Hacker News new | ask | show | jobs
by laumars 4055 days ago
Oh jeez. Yes there are better and more performant tools for parsing optimised binary databases; nobody disputes that. And yes, tools like Splunk are more user friendly than grep; nobody disputes that either. But to advocate a binary only system for logs is short sighted because logs are the goto when everything else fails and thus need to be readable when every other tool dies. There's quite a few scenarios that could cause this too:

  * log file corruption - text parsing would still work,

  * tooling gets deleted - there's a million ways you
    can still render plain text even when you've lost
    half your POSIX/GNU userland,

  * network connection problems, breaking push to a
    centralised database - local text copies would still
    be readable.
  
In his previous blog post he commented that there's no point running both a local text version and a binary version, but since the entirety of his rant is really about tooling rather than log file format, I'm yet to see a convincing argument against running the two paradigms in parallel.
2 comments

The ease of recovering data from a corrupted log file depends on whether the logged events have been written as sequential records. This is true for text-based logs (the record delimited being a newline), and is also true of the most popular binary (i.e. structured) log formats, namely Windows event logs, and systemd's journals. Probably not if you're storing them in a more general purpose database though.

So this really is dependant on the file format of your log data, rather than an inherent difference between text and binary logging.

But if you're not storing them in a database then your primary advantage of using a binary format (namely performance) evaporates.
The difference is that a general purpose database typically organises data by fixed-size pages, so new data could be anywhere in the file as there is no guarantee of page ordering with regard to inserts.
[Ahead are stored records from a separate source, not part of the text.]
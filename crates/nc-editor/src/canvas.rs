//! In-memory host: a [`NodeGraph`] plus a flat element stack.
//!
//! Used by tests and headless embedders. Comment elements are kept in the
//! same stack as node elements so stacking rules can be observed.

use crate::host::{NodeHost, NodeView, Placement, RenderSurface};
use nc_core::{Comment, CommentId, GraphNode, NodeGraph, NodeId, Point, Rect};
use std::collections::{HashMap, VecDeque};

/// One element in the stacking order, back to front.
#[derive(Debug, Clone, Copy, PartialEq, Eq)]
pub enum Layer {
    Node(NodeId),
    Comment(CommentId),
}

/// Last rendered state of a comment.
#[derive(Debug, Clone, PartialEq)]
pub struct RenderedComment {
    pub text: String,
    pub rect: Rect,
    pub selected: bool,
    pub scale: f64,
}

#[derive(Debug)]
pub struct MemoryCanvas {
    pub graph: NodeGraph,
    layers: Vec<Layer>,
    rendered: HashMap<CommentId, RenderedComment>,
    zoom: f64,
    prompt_answers: VecDeque<Option<String>>,
}

impl Default for MemoryCanvas {
    fn default() -> Self {
        Self {
            graph: NodeGraph::new(),
            layers: Vec::new(),
            rendered: HashMap::new(),
            zoom: 1.0,
            prompt_answers: VecDeque::new(),
        }
    }
}

impl MemoryCanvas {
    pub fn new() -> Self {
        Self::default()
    }

    /// Add a node on top of the stack. Re-adding an id replaces the node in
    /// place and keeps its layer.
    pub fn add_node(&mut self, node: GraphNode) {
        let id = node.id;
        if self.graph.add_node(node) {
            self.layers.push(Layer::Node(id));
        }
    }

    /// Remove a node and its layer. The caller reports the removal to the
    /// plugin.
    pub fn remove_node(&mut self, id: NodeId) -> Option<GraphNode> {
        self.layers.retain(|layer| *layer != Layer::Node(id));
        self.graph.remove_node(id)
    }

    pub fn set_zoom(&mut self, zoom: f64) {
        self.zoom = zoom;
    }

    pub fn layers(&self) -> &[Layer] {
        &self.layers
    }

    pub fn layer_index(&self, layer: Layer) -> Option<usize> {
        self.layers.iter().position(|l| *l == layer)
    }

    pub fn rendered(&self, id: CommentId) -> Option<&RenderedComment> {
        self.rendered.get(&id)
    }

    /// Queue the answer for the next `prompt` call. `None` cancels.
    pub fn answer_prompt(&mut self, answer: Option<String>) {
        self.prompt_answers.push_back(answer);
    }
}

impl NodeHost for MemoryCanvas {
    fn node_ids(&self) -> Vec<NodeId> {
        self.graph.node_ids().to_vec()
    }

    fn node_view(&self, id: NodeId) -> Option<NodeView> {
        self.graph.get(id).map(|node| NodeView {
            position: node.position,
            size: node.size,
        })
    }

    fn translate_node(&mut self, id: NodeId, to: Point) -> Option<Point> {
        self.graph.move_to(id, to)
    }

    fn zoom(&self) -> f64 {
        self.zoom
    }
}

impl RenderSurface for MemoryCanvas {
    fn attach(&mut self, comment: &Comment) {
        self.layers.push(Layer::Comment(comment.id()));
    }

    fn detach(&mut self, id: CommentId) {
        self.layers.retain(|layer| *layer != Layer::Comment(id));
        self.rendered.remove(&id);
    }

    fn reorder(&mut self, id: CommentId, placement: Placement) {
        let layer = Layer::Comment(id);
        let Some(current) = self.layer_index(layer) else {
            log::warn!("reorder of detached {id}");
            return;
        };
        self.layers.remove(current);

        let at = match placement {
            Placement::Front => self.layers.len(),
            Placement::Back => 0,
            Placement::After(node) => self
                .layer_index(Layer::Node(node))
                .map_or(self.layers.len(), |i| i + 1),
        };
        self.layers.insert(at, layer);
    }

    fn render(&mut self, comment: &Comment, scale: f64) {
        self.rendered.insert(
            comment.id(),
            RenderedComment {
                text: comment.text.clone(),
                rect: comment.rect(),
                selected: comment.is_selected(),
                scale,
            },
        );
    }

    fn prompt(&mut self, _title: &str, _initial: &str) -> Option<String> {
        self.prompt_answers.pop_front().flatten()
    }
}
//! Comment plugin: the comment registry and its reactions to the host editor.
//!
//! The plugin is the only owner of comments. Hosts feed it [`HostEvent`]s
//! and call its public API; it mutates comments, asks the host to move nodes
//! or re-stack elements, and announces every visible change as a
//! [`CommentEvent`] to registered listeners.
//!
//! ## Reactions
//!
//! | Host event | Reaction |
//! |------------|----------|
//! | node translated | linked inline comments follow the node; linked frames re-fit |
//! | node dragged (dropped) | every frame links the node if it overlaps, unlinks it otherwise |
//! | node removed | inline comments drop their link; frames drop the node and re-fit |
//! | reordered | linked comments re-stack next to (inline) or behind (frame) the node |
//!
//! A frame that moves drags its linked nodes along, except the nodes whose
//! movement caused it (`sources`). Node and comment translations go through a
//! [`TranslationTracker`], so a reaction triggered by a move that is already
//! in flight is skipped instead of bouncing back and forth.

use crate::events::{CommentEvent, CommentListener, Flow, HostEvent, PluginCommand};
use crate::host::{Host, Placement};
use crate::shortcuts::CommentAction;
use crate::tracker::{Tracked, TranslationTracker};
use nc_core::record::{records_from_json, records_to_json};
use nc_core::{
    Comment, CommentConfig, CommentError, CommentId, CommentKind, CommentRecord, CommentType,
    Links, NodeId, Point, Rect, intersects,
};
use smallvec::smallvec;
use std::collections::BTreeMap;

/// Text of comments created from a keyboard shortcut.
pub const DEFAULT_TEXT: &str = "...";

type EditFn = Box<dyn FnMut(&Comment) -> Option<String>>;

pub struct CommentPlugin<H: Host> {
    /// The host editor. Hosts that mutate nodes directly must report the
    /// change through [`CommentPlugin::handle_event`].
    pub host: H,

    config: CommentConfig,

    /// Registry, iterated in creation order.
    comments: BTreeMap<CommentId, Comment>,

    tracker: TranslationTracker,

    listeners: Vec<Box<dyn CommentListener>>,

    /// Text editor used by `edit_comment`. Falls back to the host's prompt.
    edit: Option<EditFn>,

    /// Nodes currently held by the pointer.
    picked: Vec<NodeId>,

    /// Most recently picked or selected comment.
    focused: Option<CommentId>,
}
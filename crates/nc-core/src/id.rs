use lasso::{Spur, ThreadedRodeo};
use serde::{Deserialize, Deserializer, Serialize, Serializer};
use std::fmt;
use std::sync::LazyLock;
use std::sync::atomic::{AtomicU64, Ordering};

/// Global string interner for node IDs.
static INTERNER: LazyLock<ThreadedRodeo> = LazyLock::new(ThreadedRodeo::default);

/// Identifier of a node in the host graph editor.
/// Internally a `Spur` index: 4 bytes, Copy, O(1) Eq and Hash.
#[derive(Clone, Copy, PartialEq, Eq, Hash)]
pub struct NodeId(Spur);

impl NodeId {
    /// Intern a new string as a NodeId, or return existing if already interned.
    pub fn intern(s: &str) -> Self {
        NodeId(INTERNER.get_or_intern(s))
    }

    /// Resolve back to a string slice.
    pub fn as_str(&self) -> &str {
        INTERNER.resolve(&self.0)
    }
}

impl fmt::Debug for NodeId {
    fn fmt(&self, f: &mut fmt::Formatter<'_>) -> fmt::Result {
        write!(f, "@{}", self.as_str())
    }
}

impl fmt::Display for NodeId {
    fn fmt(&self, f: &mut fmt::Formatter<'_>) -> fmt::Result {
        f.write_str(self.as_str())
    }
}

impl Serialize for NodeId {
    fn serialize<S: Serializer>(&self, serializer: S) -> Result<S::Ok, S::Error> {
        serializer.serialize_str(self.as_str())
    }
}

impl<'de> Deserialize<'de> for NodeId {
    fn deserialize<D: Deserializer<'de>>(deserializer: D) -> Result<Self, D::Error> {
        let s = String::deserialize(deserializer)?;
        Ok(NodeId::intern(&s))
    }
}

/// Opaque identity of a comment.
///
/// Allocated from a process-wide counter, so ids are never reused and sort in
/// creation order. The plugin's registry relies on that ordering.
#[derive(Clone, Copy, PartialEq, Eq, Hash, PartialOrd, Ord)]
pub struct CommentId(u64);

impl CommentId {
    /// Allocate a fresh, never-before-seen id.
    pub fn next() -> Self {
        static COUNTER: AtomicU64 = AtomicU64::new(1);
        CommentId(COUNTER.fetch_add(1, Ordering::Relaxed))
    }

    pub fn get(&self) -> u64 {
        self.0
    }
}

impl fmt::Debug for CommentId {
    fn fmt(&self, f: &mut fmt::Formatter<'_>) -> fmt::Result {
        write!(f, "comment#{}", self.0)
    }
}

impl fmt::Display for CommentId {
    fn fmt(&self, f: &mut fmt::Formatter<'_>) -> fmt::Result {
        write!(f, "comment_{}", self.0)
    }
}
Whereas a specialised file format for logging would add new records at the end of the file (or in a circular fashion, depending on the design). But will have features similar to a database like a defined schema, and some form of indexing. This is true of systemd journals and Windows event logs anyway.
You can do the same kind of indexing with text files too, eg you see this with dictionary and thesaurus databases.

Thus if you're going to sacrifice the "read anyway" ability of a log file then you really need to go for a fully optimised database to really take advantage of a binary format - rather than this half-and-half approach that has none of the real benefits of either but all of the same drawbacks of both.

If 'tooling gets deleted' is a problem you probably have much bigger concerns than log files.
> If 'tooling gets deleted' is a problem you probably have much bigger concerns than log files.

You do have a bigger concern, but once that needs to be addressed by consulting the log files.

I fully accept that most of the situations I exampled are rare fringe cases, but log files are the go to when all else fails and thus there needs to be a copy that's readable if and when everything else does fail.

'tooling gets deleted' could easily happen after changing logging systems... while it would be shortsighted to uninstall your old logging system entirely (if you have logs laying around in that format) it's not unheard of.

The more likely situation would be that the logs are stored on a shared storage server, and the machine you are using to look at the logs doesn't have the logging system installed.

> The more likely situation would be that the logs are stored on a shared storage server, and the machine you are using to look at the logs doesn't have the logging system installed.

So expose the shared storage to a system running any current mainstream Linux distribution. I understand what you're saying, but this still doesn't seems like a huge concern.

... We were talking about logging systems with proprietary tools for manipulating logs. Ergo, 'any current mainstream Linux distribution' wouldn't have them installed by default.